Different pathways for deoxyguanosine toxicity in T-lymphocytes of various developmental stages

Abstract

The basis of the selective cellular immunodeficiency which occurs in patients with purine nucleoside phosphorylase (PNP) deficiency still is not completely understood. We studied the mechanism of deoxyguanosine (dGuo) toxicity in proliferating lymphoid T-cells of different maturation stage, i.e. in T-cells of adult peripheral blood and cord blood and in CD3 + and CD3 − subfractions of thymocytes. The mitogen-induced proliferation of T-cells from peripheral blood and cord blood and of CD3 + thymocytes, as well as the spontaneous proliferation of CD3 − thymocytes, are inhibited by dGuo. CD3 + and CD3 − thymocytes are significantly more sensitive to dGuo than T-cells from peripheral blood or cord blood. Among the thymocyte subfractions CD3 − thymocytes appeared to be extremely sensitive. In all cell types studied, inhibition of proliferation is accompanied by intracellular increases in both guanosine triphosphate (GTP) and deoxyguanosine triphosphate (dGTP) concentrations.

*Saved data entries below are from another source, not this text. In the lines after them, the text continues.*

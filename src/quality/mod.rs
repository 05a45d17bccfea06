//! Quality metrics engine
//!
//! Pure functions of two decoded images: nothing here touches the encode
//! path. PSNR uses alpha-stripped RGB samples, SSIM uses luminance.

pub mod psnr;
pub mod ssim;

use image::DynamicImage;
use serde::Serialize;
use std::fmt;

use crate::codec::decode_image;
use crate::constants::{PSNR_CEILING_DB, PSNR_FLOOR_DB, SCORE_PSNR_WEIGHT, SCORE_SSIM_WEIGHT};
use crate::error::CompressionError;

/// Categorical grade derived from the quality score
#[derive(Debug, Clone, Copy, PartialEq, Eq, PartialOrd, Ord, Serialize)]
#[serde(rename_all = "lowercase")]
pub enum QualityGrade {
    Poor,
    Fair,
    Good,
    Excellent,
}

impl QualityGrade {
    pub fn from_score(score: u8) -> Self {
        match score {
            85..=u8::MAX => QualityGrade::Excellent,
            70..=84 => QualityGrade::Good,
            50..=69 => QualityGrade::Fair,
            _ => QualityGrade::Poor,
        }
    }

    pub fn as_str(&self) -> &'static str {
        match self {
            QualityGrade::Excellent => "excellent",
            QualityGrade::Good => "good",
            QualityGrade::Fair => "fair",
            QualityGrade::Poor => "poor",
        }
    }
}

impl fmt::Display for QualityGrade {
    fn fmt(&self, f: &mut fmt::Formatter<'_>) -> fmt::Result {
        f.write_str(self.as_str())
    }
}

/// Fidelity of a compressed image against its original
#[derive(Debug, Clone, Copy, PartialEq, Serialize)]
pub struct QualityMetrics {
    /// dB, capped at 100 for identical images
    pub psnr: f64,
    /// In [0, 1]
    pub ssim: f64,
    pub quality_score: u8,
    pub quality_grade: QualityGrade,
}

impl QualityMetrics {
    /// Build from raw PSNR/SSIM, deriving score and grade
    pub fn from_components(psnr: f64, ssim: f64) -> Self {
        let quality_score = quality_score(psnr, ssim);
        Self {
            psnr,
            ssim,
            quality_score,
            quality_grade: QualityGrade::from_score(quality_score),
        }
    }

    /// SSIM as a percentage, the way it is reported
    pub fn ssim_percent(&self) -> f64 {
        self.ssim * 100.0
    }
}

/// PSNR mapped linearly from [20 dB, 50 dB] onto [0, 100]
pub fn normalized_psnr(psnr: f64) -> f64 {
    ((psnr - PSNR_FLOOR_DB) / (PSNR_CEILING_DB - PSNR_FLOOR_DB) * 100.0).clamp(0.0, 100.0)
}

/// `round(0.6 * normalized PSNR + 0.4 * SSIM * 100)`
pub fn quality_score(psnr: f64, ssim: f64) -> u8 {
    let ssim = ssim.clamp(0.0, 1.0);
    let score = SCORE_PSNR_WEIGHT * normalized_psnr(psnr) + SCORE_SSIM_WEIGHT * ssim * 100.0;
    score.round().clamp(0.0, 100.0) as u8
}

/// Compare two decoded images of identical dimensions
pub fn assess_quality(
    original: &DynamicImage,
    compressed: &DynamicImage,
) -> Result<QualityMetrics, CompressionError> {
    let original_dims = (original.width(), original.height());
    let compressed_dims = (compressed.width(), compressed.height());
    if original_dims != compressed_dims {
        return Err(CompressionError::DimensionMismatch {
            original: original_dims,
            compressed: compressed_dims,
        });
    }

    let original_rgb = original.to_rgb8();
    let compressed_rgb = compressed.to_rgb8();

    let psnr = psnr::psnr(original_rgb.as_raw(), compressed_rgb.as_raw());
    let ssim = ssim::ssim(
        &ssim::luma_plane(original_rgb.as_raw()),
        &ssim::luma_plane(compressed_rgb.as_raw()),
        original_dims.0,
        original_dims.1,
    )
    .clamp(0.0, 1.0);

    let metrics = QualityMetrics::from_components(psnr, ssim);
    tracing::debug!(
        psnr = metrics.psnr,
        ssim = metrics.ssim,
        score = metrics.quality_score,
        grade = %metrics.quality_grade,
        "Assessed image quality"
    );
    Ok(metrics)
}

/// Decode both encoded buffers, then [`assess_quality`]
pub fn assess_quality_bytes(
    original: &[u8],
    compressed: &[u8],
) -> Result<QualityMetrics, CompressionError> {
    let original = decode_image(original)?;
    let compressed = decode_image(compressed)?;
    assess_quality(&original, &compressed)
}
//! Compression engine error types
//!
//! Every fatal condition surfaces as a [`CompressionError`] with a message the
//! caller can act on. Convergence exhaustion is deliberately absent: it is a
//! best-effort result, not a failure.

use thiserror::Error;

/// Errors that can occur during compression or quality assessment
#[derive(Error, Debug)]
pub enum CompressionError {
    // === Format Errors ===
    /// Requested output or input format is not recognized
    #[error("Unsupported image format: {format}")]
    UnsupportedFormat { format: String },

    /// The RAW decoder could not produce an uncompressed baseline
    #[error(
        "RAW decoding unavailable for {path}: {reason}. \
         Please convert the file to TIFF, PNG or JPEG before compressing it"
    )]
    RawDecodeUnavailable { path: String, reason: String },

    // === Metrics Errors ===
    /// Quality metrics inputs do not share pixel dimensions
    #[error(
        "Image dimensions differ: original is {}x{}, compressed is {}x{}",
        original.0, original.1, compressed.0, compressed.1
    )]
    DimensionMismatch {
        original: (u32, u32),
        compressed: (u32, u32),
    },

    // === Processing Errors ===
    /// A single encode attempt exceeded its deadline
    #[error("Encode timed out after {timeout_ms}ms")]
    EncodeTimeout { timeout_ms: u64 },

    /// Failed to decode source image data
    #[error("Failed to decode image: {message}")]
    DecodeFailed { message: String },

    /// Encoding to the output format failed
    #[error("Failed to encode to {format}: {message}")]
    EncodeFailed { format: String, message: String },

    /// Resampling failed
    #[error("Resize failed: {message}")]
    ResizeFailed { message: String },

    /// Invalid request parameter
    #[error("Invalid parameter '{param}': {message}")]
    InvalidParameter { param: String, message: String },

    /// Filesystem failure while reading sources or handling scratch files
    #[error("I/O error: {0}")]
    Io(#[from] std::io::Error),
}

impl CompressionError {
    /// Whether a higher layer may reasonably retry the operation.
    ///
    /// Only timeouts qualify; format and RAW failures need the caller to
    /// change the input. The engine never retries on its own.
    pub fn is_retryable(&self) -> bool {
        matches!(self, CompressionError::EncodeTimeout { .. })
    }

    pub fn unsupported_format(format: impl Into<String>) -> Self {
        CompressionError::UnsupportedFormat {
            format: format.into(),
        }
    }

    pub fn raw_decode_unavailable(path: impl Into<String>, reason: impl Into<String>) -> Self {
        CompressionError::RawDecodeUnavailable {
            path: path.into(),
            reason: reason.into(),
        }
    }

    pub fn decode_failed(message: impl Into<String>) -> Self {
        CompressionError::DecodeFailed {
            message: message.into(),
        }
    }

    pub fn encode_failed(format: impl Into<String>, message: impl Into<String>) -> Self {
        CompressionError::EncodeFailed {
            format: format.into(),
            message: message.into(),
        }
    }

    pub fn resize_failed(message: impl Into<String>) -> Self {
        CompressionError::ResizeFailed {
            message: message.into(),
        }
    }

    pub fn invalid_param(param: impl Into<String>, message: impl Into<String>) -> Self {
        CompressionError::InvalidParameter {
            param: param.into(),
            message: message.into(),
        }
    }
}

By use of the PNP inhibitor 8-aminoguanosine, or the metabolites hypoxanthine or deoxycytidine, the metabolism of dGuo could be selectively directed to the formation of GTP or to dGTP. Based on the pattern of rescue from dGuo intoxication under these different metabolic conditions we conclude that in CD3 − thymocytes dGuo toxicity is mediated by dGTP. In all other cell types studied GTP mediates dGuo intoxication. Altogether the results show that during the maturation from immature thymocytes to mature peripheral blood T-cells a shift occurs in the pattern of dGuo toxicity since dGuo toxicity in the former is primarily caused via the dCyd kinase pathway, and in the latter mainly the degradation route is involved. Since in PNP deficiency mature T-cells do occur in the peripheral blood, we must conclude that some cells escape the stage of T-cell maturation in the thymus which is extremely sensitive to dGuo. Furthermore, the results imply that as far as T-cell development in the normal thymus is concerned, survival and death of cells might be regulated by local (deoxy) nucleoside availability.